Linear magnification m = -i/o relates image and object sizes, becoming negative for inverted images. Angular magnification M = θ'/θ compares angles subtended at the eye, used for instruments like microscopes and telescopes where angular resolution determines usefulness.
From your work with lens image formation and ray diagrams, you know that a converging lens bends parallel rays to a focal point and that placing an object at various distances from the lens produces images at different distances and sizes. Linear magnification (also called transverse magnification) quantifies the size relationship: m = −i/o, where i is the image distance and o is the object distance (both measured from the lens with sign conventions applied). The negative sign encodes the orientation — when the image forms on the opposite side of the lens from the light source (a real image), i and o have the same sign under standard convention, giving m a negative value, which indicates the image is inverted. A positive m means an upright (virtual) image, which occurs when the object is inside the focal length.
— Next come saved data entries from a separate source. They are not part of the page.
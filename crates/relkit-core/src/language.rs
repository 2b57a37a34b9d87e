//! # Language Normalizer
//!
//! Canonicalizes free-form language labels found in MediaInfo reports and
//! curator input ("English (SDH)", "Chinese (Traditional)", "Forced") and maps
//! them to regional-indicator flag glyphs.

use regex::Regex;
use serde::{Deserialize, Serialize};

use crate::error::Result;

/// Glyph returned when no region matches.
pub const GLOBE_GLYPH: &str = "\u{1F310}";

/// Canonical name used when a label reduces to nothing.
pub const UNKNOWN_LANGUAGE: &str = "unknown";

const SPANISH_LATAM: &str = "spanish (latin america)";
const PORTUGUESE_BRAZIL: &str = "portuguese (brazil)";

/// Language → region table. Each row lists the canonical name first, then
/// ISO 639-1 and common ISO 639-2 codes.
const LANGUAGE_REGIONS: &[(&[&str], &str)] = &[
    (&["english", "en", "eng"], "US"),
    (&["japanese", "ja", "jpn"], "JP"),
    (&["chinese", "zh", "zho", "chi"], "CN"),
    (&["cantonese", "yue"], "HK"),
    (&["korean", "ko", "kor"], "KR"),
    (&["french", "fr", "fra", "fre"], "FR"),
    (&["german", "de", "deu", "ger"], "DE"),
    (&["spanish", "es", "spa"], "ES"),
    (&["portuguese", "pt", "por"], "PT"),
    (&["italian", "it", "ita"], "IT"),
    (&["russian", "ru", "rus"], "RU"),
    (&["arabic", "ar", "ara"], "SA"),
    (&["hindi", "hi", "hin"], "IN"),
    (&["tamil", "ta", "tam"], "IN"),
    (&["telugu", "te", "tel"], "IN"),
    (&["bengali", "bn", "ben"], "BD"),
    (&["thai", "th", "tha"], "TH"),
    (&["vietnamese", "vi", "vie"], "VN"),
    (&["indonesian", "id", "ind"], "ID"),
    (&["malay", "ms", "msa", "may"], "MY"),
    (&["filipino", "tl", "fil", "tagalog"], "PH"),
    (&["turkish", "tr", "tur"], "TR"),
    (&["polish", "pl", "pol"], "PL"),
    (&["dutch", "nl", "nld", "dut"], "NL"),
    (&["swedish", "sv", "swe"], "SE"),
    (&["norwegian", "no", "nor", "nb", "nob"], "NO"),
    (&["danish", "da", "dan"], "DK"),
    (&["finnish", "fi", "fin"], "FI"),
    (&["icelandic", "is", "isl", "ice"], "IS"),
    (&["greek", "el", "ell", "gre"], "GR"),
    (&["hebrew", "he", "heb"], "IL"),
    (&["persian", "fa", "fas", "per"], "IR"),
    (&["czech", "cs", "ces", "cze"], "CZ"),
    (&["slovak", "sk", "slk", "slo"], "SK"),
    (&["hungarian", "hu", "hun"], "HU"),
    (&["romanian", "ro", "ron", "rum"], "RO"),
    (&["bulgarian", "bg", "bul"], "BG"),
    (&["ukrainian", "uk", "ukr"], "UA"),
    (&["croatian", "hr", "hrv"], "HR"),
    (&["serbian", "sr", "srp"], "RS"),
    (&["slovenian", "sl", "slv"], "SI"),
    (&["estonian", "et", "est"], "EE"),
    (&["latvian", "lv", "lav"], "LV"),
    (&["lithuanian", "lt", "lit"], "LT"),
    (&["catalan", "ca", "cat"], "ES"),
    // Regional variants sit last so prefix matching prefers the base language.
    (&[SPANISH_LATAM, "es-419"], "MX"),
    (&[PORTUGUESE_BRAZIL, "pt-br"], "BR"),
];

/// A canonical language paired with its flag glyph.
#[derive(Debug, Clone, PartialEq, Eq, Hash, Serialize, Deserialize)]
pub struct LanguageFlag {
    /// Canonical, lowercase language name (deduplication key).
    pub language: String,
    /// Regional-indicator flag, or [`GLOBE_GLYPH`].
    pub flag: String,
}

/// Normalizes language labels and resolves flag glyphs.
///
/// Never fails on input: unknown languages get the globe glyph.
#[derive(Debug, Clone)]
pub struct LanguageNormalizer {
    re_qualifier: Regex,
    re_marker: Regex,
    re_chinese: Regex,
}

impl LanguageNormalizer {
    /// Constructs a normalizer with pre-compiled patterns.
    ///
    /// # Errors
    ///
    /// Returns `RelkitError::RegexError` if a pattern fails to compile
    /// (should never happen with the static patterns defined here).
    pub fn new() -> Result<Self> {
        Ok(Self {
            re_qualifier: Regex::new(r"\([^)]*\)|\[[^\]]*\]")?,
            re_marker: Regex::new(
                r"(?i)\b(?:sdh|cc|forced|commentary|descriptive|hearing[\s-]*impaired)\b",
            )?,
            re_chinese: Regex::new(r"(?i)\b(?:chinese|mandarin|simplified|traditional)\b")?,
        })
    }

    /// Reduces a raw label to its canonical language name.
    ///
    /// # Examples
    /// ```
    /// use relkit_core::language::LanguageNormalizer;
    ///
    /// let n = LanguageNormalizer::new().unwrap();
    /// assert_eq!(n.canonicalize("English (SDH)"), "english");
    /// assert_eq!(n.canonicalize("Chinese (Traditional)"), "chinese");
    /// assert_eq!(n.canonicalize("Spanish (Latin America)"), "spanish (latin america)");
    /// ```
    pub fn canonicalize(&self, label: &str) -> String {
        let lower = label.trim().to_lowercase();

        // Regional variants must be recognized before qualifiers are stripped.
        if lower.contains("spanish")
            && ["latin", "latam", "419", "mexic"].iter().any(|k| lower.contains(k))
        {
            return SPANISH_LATAM.to_string();
        }
        if lower.contains("portuguese")
            && ["brazil", "brasil", "(br)", "-br"].iter().any(|k| lower.contains(k))
        {
            return PORTUGUESE_BRAZIL.to_string();
        }
        if lower.contains("cantonese") {
            return "cantonese".to_string();
        }
        if self.re_chinese.is_match(&lower) {
            return "chinese".to_string();
        }

        let stripped = self.re_qualifier.replace_all(&lower, " ");
        let stripped = self.re_marker.replace_all(&stripped, " ");
        let canonical = stripped
            .split_whitespace()
            .collect::<Vec<_>>()
            .join(" ")
            .trim_matches(|c: char| c == '-' || c == ',' || c == '/' || c == ' ')
            .to_string();

        if canonical.is_empty() {
            UNKNOWN_LANGUAGE.to_string()
        } else {
            canonical
        }
    }

    /// Resolves the flag glyph for a canonical language.
    pub fn flag_for(&self, canonical: &str) -> String {
        region_for(canonical)
            .and_then(region_flag)
            .unwrap_or_else(|| GLOBE_GLYPH.to_string())
    }

    /// Canonicalizes a label and looks up its flag.
    pub fn normalize(&self, label: &str) -> LanguageFlag {
        let language = self.canonicalize(label);
        let flag = self.flag_for(&language);
        LanguageFlag { language, flag }
    }

    /// Normalizes a list of labels, keeping one entry per canonical language
    /// in first-seen order.
    ///
    /// # Examples
    /// ```
    /// use relkit_core::language::LanguageNormalizer;
    ///
    /// let n = LanguageNormalizer::new().unwrap();
    /// let flags = n.unique_flags(["English", "English (SDH)", "Japanese"]);
    /// assert_eq!(flags.len(), 2);
    /// ```
    pub fn unique_flags<I, S>(&self, labels: I) -> Vec<LanguageFlag>
    where
        I: IntoIterator<Item = S>,
        S: AsRef<str>,
    {
        let mut out: Vec<LanguageFlag> = Vec::new();
        for label in labels {
            let entry = self.normalize(label.as_ref());
            if !out.iter().any(|seen| seen.language == entry.language) {
                out.push(entry);
            }
        }
        out
    }
}

/// Title-cases a canonical name for display: "spanish (latin america)" →
/// "Spanish (Latin America)".
pub fn display_name(canonical: &str) -> String {
    let mut out = String::with_capacity(canonical.len());
    let mut upper_next = true;
    for c in canonical.chars() {
        if upper_next && c.is_alphabetic() {
            out.extend(c.to_uppercase());
            upper_next = false;
        } else {
            out.push(c);
            if !c.is_alphanumeric() {
                upper_next = true;
            }
        }
    }
    out
}

/// Converts a two-letter region code into its regional-indicator flag.
///
/// Returns `None` unless the code is exactly two ASCII letters.
pub fn region_flag(code: &str) -> Option<String> {
    if code.len() != 2 || !code.bytes().all(|b| b.is_ascii_alphabetic()) {
        return None;
    }
    code.bytes()
        .map(|b| char::from_u32(0x1F1E6 + u32::from(b.to_ascii_uppercase() - b'A')))
        .collect()
}

fn region_for(canonical: &str) -> Option<&'static str> {
    if let Some(region) = LANGUAGE_REGIONS
        .iter()
        .find(|(keys, _)| keys.contains(&canonical))
        .map(|(_, region)| *region)
    {
        return Some(region);
    }

    if canonical.len() < 3 {
        return None;
    }
    LANGUAGE_REGIONS
        .iter()
        .find(|(keys, _)| {
            keys.iter()
                .filter(|k| k.len() > 3)
                .any(|k| canonical.starts_with(k) || k.starts_with(canonical))
        })
        .map(|(_, region)| *region)
}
Linear magnification tells you how many times larger (or smaller) the image is than the object in absolute physical dimensions. If m = −3, the image is three times the physical size of the object and upside down. This is what matters when you want to know how big a projected image will be on a screen. But for instruments you hold up to your eye — a magnifying glass, microscope, or telescope — physical image size on a surface is not what determines usefulness. What matters is the angle the image subtends at your eye, because your visual system judges object size by angular size, not physical size. A nearby coin looks larger than a distant building because it subtends a larger angle at your eye, even though it is physically smaller.
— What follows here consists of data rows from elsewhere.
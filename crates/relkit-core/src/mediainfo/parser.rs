use serde::{Deserialize, Serialize};
use tracing::trace;

use super::ordered::OrderedMap;

/// A field value: a single string, or every value of a key that repeats
/// within one section, in report order.
#[derive(Debug, Clone, PartialEq, Eq, Serialize, Deserialize)]
#[serde(untagged)]
pub enum FieldValue {
    One(String),
    Many(Vec<String>),
}

impl FieldValue {
    /// The first (canonical) value.
    pub fn first(&self) -> &str {
        match self {
            Self::One(v) => v,
            Self::Many(vs) => vs.first().map(String::as_str).unwrap_or(""),
        }
    }

    /// All values in report order.
    pub fn values(&self) -> Vec<&str> {
        match self {
            Self::One(v) => vec![v.as_str()],
            Self::Many(vs) => vs.iter().map(String::as_str).collect(),
        }
    }

    fn push(&mut self, value: String) {
        match self {
            Self::One(first) => {
                let first = std::mem::take(first);
                *self = Self::Many(vec![first, value]);
            }
            Self::Many(vs) => vs.push(value),
        }
    }
}

/// Ordered field data of one section.
pub type SectionData = OrderedMap<FieldValue>;

/// One blank-line-delimited block of a MediaInfo report.
#[derive(Debug, Clone, PartialEq, Eq, Serialize, Deserialize)]
pub struct MediaInfoSection {
    /// Header line as written, e.g. `"Audio #2"`.
    pub header: String,
    /// Header without the stream index, e.g. `"Audio"`.
    pub base: String,
    /// Stream index from a `#N` suffix.
    pub index: Option<u32>,
    pub data: SectionData,
}

impl MediaInfoSection {
    /// First value of `key`, if present.
    pub fn first(&self, key: &str) -> Option<&str> {
        self.data.get(key).map(FieldValue::first)
    }
}

/// Sections of a report grouped by base name, in document order.
#[derive(Debug, Clone, Default, PartialEq, Eq, Serialize, Deserialize)]
#[serde(transparent)]
pub struct MediaInfoParsed {
    sections: OrderedMap<Vec<MediaInfoSection>>,
}

impl MediaInfoParsed {
    /// Sections grouped under `name`, or an empty slice.
    pub fn get(&self, name: &str) -> &[MediaInfoSection] {
        self.sections.get(name).map(Vec::as_slice).unwrap_or(&[])
    }

    /// Group names in first-seen order.
    pub fn names(&self) -> impl Iterator<Item = &str> {
        self.sections.keys()
    }

    pub fn iter(&self) -> impl Iterator<Item = (&str, &[MediaInfoSection])> {
        self.sections.iter().map(|(k, v)| (k, v.as_slice()))
    }

    /// Total number of sections across all groups.
    pub fn section_count(&self) -> usize {
        self.sections.iter().map(|(_, v)| v.len()).sum()
    }

    pub fn is_empty(&self) -> bool {
        self.sections.is_empty()
    }

    /// Appends a section under `group`.
    pub fn push(&mut self, group: &str, section: MediaInfoSection) {
        self.sections.get_or_insert_with(group, Vec::new).push(section);
    }
}

/// Tolerant parser for MediaInfo `--Output=Text` reports.
///
/// Never fails: unrecognized lines are skipped and an empty or garbage
/// report yields an empty (or near-empty) [`MediaInfoParsed`].
#[derive(Debug, Clone, Copy, Default)]
pub struct MediaInfoParser;

impl MediaInfoParser {
    pub fn new() -> Self {
        Self
    }

    /// Parses a report into named sections.
    ///
    /// # Examples
    /// ```
    /// use relkit_core::mediainfo::MediaInfoParser;
    ///
    /// let report = "General\nFormat : Matroska\n\nAudio #2\nFormat : AAC\n";
    /// let parsed = MediaInfoParser::new().parse(report);
    /// assert_eq!(parsed.get("Audio")[0].index, Some(2));
    /// assert_eq!(parsed.get("General")[0].first("Format"), Some("Matroska"));
    /// ```
    pub fn parse(&self, report: &str) -> MediaInfoParsed {
        let text = normalize_report(report);
        let mut parsed = MediaInfoParsed::default();

        for block in blocks(&text) {
            let section = parse_block(&block);
            trace!(
                header = %section.header,
                fields = section.data.len(),
                "mediainfo section"
            );
            let base = section.base.clone();
            parsed.push(&base, section);
        }

        parsed
    }
}

/// Convenience function to parse a report with the default parser.
pub fn parse_mediainfo(report: &str) -> MediaInfoParsed {
    MediaInfoParser::new().parse(report)
}

/// Splits `"Audio #2"` into `("Audio", Some(2))`.
pub(crate) fn split_header(header: &str) -> (&str, Option<u32>) {
    let header = header.trim();
    if let Some((name, index)) = header.rsplit_once('#') {
        let name = name.trim_end();
        let index = index.trim();
        if !name.is_empty() && !index.is_empty() && index.bytes().all(|b| b.is_ascii_digit()) {
            if let Ok(index) = index.parse() {
                return (name, Some(index));
            }
        }
    }
    (header, None)
}

/// Undoes copy/paste damage: escaped newlines, CR line endings, no-break
/// spaces and a byte-order mark.
fn normalize_report(raw: &str) -> String {
    let mut text = raw.trim_start_matches('\u{feff}').to_string();

    // A report pasted from a JSON string or log line arrives with literal "\n".
    if text.matches("\\n").count() > text.matches('\n').count() {
        text = text
            .replace("\\r\\n", "\n")
            .replace("\\n", "\n")
            .replace("\\r", "\n")
            .replace("\\t", "\t");
    }

    text.replace("\r\n", "\n")
        .replace('\r', "\n")
        .replace(['\u{a0}', '\u{202f}'], " ")
}

/// Groups consecutive non-blank lines.
fn blocks(text: &str) -> Vec<Vec<&str>> {
    let mut out = Vec::new();
    let mut current = Vec::new();

    for line in text.lines() {
        if line.trim().is_empty() {
            if !current.is_empty() {
                out.push(std::mem::take(&mut current));
            }
        } else {
            current.push(line);
        }
    }
    if !current.is_empty() {
        out.push(current);
    }

    out
}

fn parse_block(lines: &[&str]) -> MediaInfoSection {
    let header = lines.first().map(|l| l.trim()).unwrap_or_default();
    let (base, index) = split_header(header);
    let mut data = SectionData::new();

    for line in lines.iter().skip(1) {
        let Some((key, value)) = line.split_once(':') else {
            continue;
        };
        let (key, value) = (key.trim(), value.trim().to_string());
        match data.get_mut(key) {
            Some(existing) => existing.push(value),
            None => data.insert(key.to_string(), FieldValue::One(value)),
        }
    }

    MediaInfoSection {
        header: header.to_string(),
        base: base.to_string(),
        index,
        data,
    }
}

#[cfg(test)]
mod tests {
    use super::*;

    const REPORT: &str = "General
Unique ID                                : 1234
Complete name                            : Show.S01E01.mkv
Format                                   : Matroska

Video
ID                                       : 1
Format                                   : HEVC
Width                                    : 1 920 pixels
Height                                   : 1 080 pixels

Audio
ID                                       : 2
Format                                   : E-AC-3
Language                                 : English

Audio #2
ID                                       : 3
Format                                   : AAC
Language                                 : Japanese

Text
Language                                 : English
";

    #[test]
    fn test_groups_sections_by_base_name() {
        let parsed = parse_mediainfo(REPORT);
        let names: Vec<_> = parsed.names().collect();
        assert_eq!(names, ["General", "Video", "Audio", "Text"]);

        let audio = parsed.get("Audio");
        assert_eq!(audio.len(), 2);
        assert_eq!(audio[0].index, None);
        assert_eq!(audio[1].index, Some(2));
        assert_eq!(audio[1].header, "Audio #2");
        assert_eq!(audio[1].first("Language"), Some("Japanese"));
        assert_eq!(parsed.section_count(), 5);
    }

    #[test]
    fn test_splits_on_first_colon_only() {
        let parsed = parse_mediainfo("General\nEncoded date : UTC 2021-03-04 05:06:07\n");
        assert_eq!(
            parsed.get("General")[0].first("Encoded date"),
            Some("UTC 2021-03-04 05:06:07")
        );
    }

    #[test]
    fn test_repeated_keys_aggregate_in_order() {
        let parsed = parse_mediainfo(
            "Video\nFormat : AVC\nFormat : HEVC\nFormat : AV1\nWidth : 1 280 pixels\n",
        );
        let video = &parsed.get("Video")[0];
        assert_eq!(
            video.data.get("Format"),
            Some(&FieldValue::Many(vec![
                "AVC".into(),
                "HEVC".into(),
                "AV1".into()
            ]))
        );
        assert_eq!(video.first("Format"), Some("AVC"));
        let formats = video.data.get("Format").map(FieldValue::values);
        assert_eq!(formats, Some(vec!["AVC", "HEVC", "AV1"]));
        assert_eq!(
            video.data.get("Width").map(FieldValue::values),
            Some(vec!["1 280 pixels"])
        );
        let keys: Vec<_> = video.data.keys().collect();
        assert_eq!(keys, ["Format", "Width"]);
    }

    #[test]
    fn test_header_only_block_kept_with_empty_data() {
        let parsed = parse_mediainfo("Menu\n\nGeneral\nFormat : MPEG-4\n");
        let menu = parsed.get("Menu");
        assert_eq!(menu.len(), 1);
        assert!(menu[0].data.is_empty());
    }

    #[test]
    fn test_single_block_report() {
        let parsed = parse_mediainfo("General\nFormat : Matroska\nno colon here\n");
        assert_eq!(parsed.section_count(), 1);
        assert_eq!(parsed.get("General")[0].data.len(), 1);
    }

    #[test]
    fn test_tolerates_escaped_newlines_and_crlf() {
        let escaped = r"General\nFormat : Matroska\n\nVideo\nFormat : AVC\n";
        let parsed = parse_mediainfo(escaped);
        assert_eq!(parsed.get("Video")[0].first("Format"), Some("AVC"));

        let crlf = "General\r\nFormat : Matroska\r\n\r\n\r\nVideo\r\nFormat : AVC\r\n";
        let parsed = parse_mediainfo(crlf);
        assert_eq!(parsed.section_count(), 2);
        assert_eq!(parsed.get("General")[0].first("Format"), Some("Matroska"));
    }

    #[test]
    fn test_tolerates_nbsp_and_whitespace_only_separators() {
        let report = "\u{feff}General\nFile size\u{a0}: 1.2\u{a0}GiB\n \t \nAudio\nFormat : AAC";
        let parsed = parse_mediainfo(report);
        assert_eq!(parsed.get("General")[0].first("File size"), Some("1.2 GiB"));
        assert_eq!(parsed.get("Audio").len(), 1);
    }

    #[test]
    fn test_empty_report_yields_nothing() {
        assert!(parse_mediainfo("").is_empty());
        assert!(parse_mediainfo("\n\n  \n").is_empty());
    }

    #[test]
    fn test_split_header_variants() {
        assert_eq!(split_header("Audio #12"), ("Audio", Some(12)));
        assert_eq!(split_header("Audio"), ("Audio", None));
        assert_eq!(split_header("Text #x"), ("Text #x", None));
        assert_eq!(split_header("#3"), ("#3", None));
    }

    #[test]
    fn test_parsed_serializes_as_ordered_object() {
        let parsed = parse_mediainfo("Video\nFormat : AVC\nFormat : HEVC\n");
        let json = serde_json::to_string(&parsed).unwrap();
        assert_eq!(
            json,
            r#"{"Video":[{"header":"Video","base":"Video","index":null,"data":{"Format":["AVC","HEVC"]}}]}"#
        );
        let back: MediaInfoParsed = serde_json::from_str(&json).unwrap();
        assert_eq!(back, parsed);
    }
}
Angular magnification M = θ'/θ captures this: it is the ratio of the angle the image subtends at the eye (θ') to the angle the object subtends when viewed without the instrument (θ). For a simple magnifying glass, the conventional comparison is the angle subtended at the near point — the closest comfortable viewing distance for the naked eye, typically taken as 25 cm. If the lens allows you to bring the object much closer than 25 cm while still forming a clear image, the object subtends a much larger angle, and M = 25 cm / f (for a relaxed eye focused at infinity). A 5× magnifying glass therefore has a focal length of 5 cm.
The distinction between linear and angular magnification becomes critical for multi-element instruments. A microscope uses an objective lens (short focal length, high linear magnification) to form a real, enlarged intermediate image, and then an eyepiece (acting as a magnifying glass) to provide angular magnification of that intermediate image. The total angular magnification is the product of the two: M_total = M_objective × M_eyepiece. A telescope, by contrast, uses a large objective to collect light from a distant object (where the object is effectively at infinity and linear magnification is not meaningful) and an eyepiece to magnify the angular size — M = f_objective / f_eyepiece. Knowing which type of magnification is relevant — and what limit you're trying to push — is the key to understanding optical instrument design.